Hacker News new | ask | show | jobs
by asfginino 2138 days ago
>Furthermore, Amazon hasn’t cracked the code on hyper-efficient GB into KB lossless compression only to squirrel it away only for use in voice assistants.

They could do speech recognition on the device and then ship off the plain text. I don't think they do this, but it is most certainly within their technical ability.

As a practical example, I have a copy of a 458,045 word audiobook on my computer and I just downloaded a copy of the e-book. The audiobook is just over 1 GiB, while the plain text of the e-book compressed with bz2 comes in at 800 KiB.

2 comments

Small knit pick, but speech to text isn’t lossless. How someone says the words has a lot of impact on the meaning of those words. It’s possible Amazon doesn’t care about that lost information but that is a completely different conversation.
That's true. Speech to text also isn't entirely accurate, which loses some information.
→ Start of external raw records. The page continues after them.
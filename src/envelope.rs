use axum::Json;
use serde::Serialize;
use serde_json::Value;

/// Uniform response body of every dashboard endpoint. Either `data` or
/// `error` + `details` is set, never both.
#[derive(Debug, Clone, PartialEq, Serialize)]
pub struct Envelope<T = Value> {
    pub success: bool,
    #[serde(skip_serializing_if = "Option::is_none")]
    pub data: Option<T>,
    #[serde(skip_serializing_if = "Option::is_none")]
    pub error: Option<String>,
    #[serde(skip_serializing_if = "Option::is_none")]
    pub details: Option<String>,
}

impl<T> Envelope<T> {
    pub fn ok(data: T) -> Self {
        Self {
            success: true,
            data: Some(data),
            error: None,
            details: None,
        }
    }
}

impl Envelope {
    pub fn failure(error: impl Into<String>, details: impl Into<String>) -> Self {
        Self {
            success: false,
            data: None,
            error: Some(error.into()),
            details: Some(details.into()),
        }
    }
}

/// Handler return type: a JSON envelope on success, [`crate::error::AppError`] otherwise.
pub type ApiResult<T = Value> = Result<Json<Envelope<T>>, crate::error::AppError>;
Even when they actually do ship audio off the device for processing, I'd be surprised if it's done losslessly.

For anyone curious about this, I highly recommend developing on CMU Sphinx for a weekend project. It will really paint some pictures about machine interpretation based on training data and the actual application code.
> They could do speech recognition on the device and then ship off the plain text

Not with the tiny cheap CPUs that are one these devices they couldn't. Or at least not very effective speech recognition.

I think you overestimate how CPU intensive the inference is.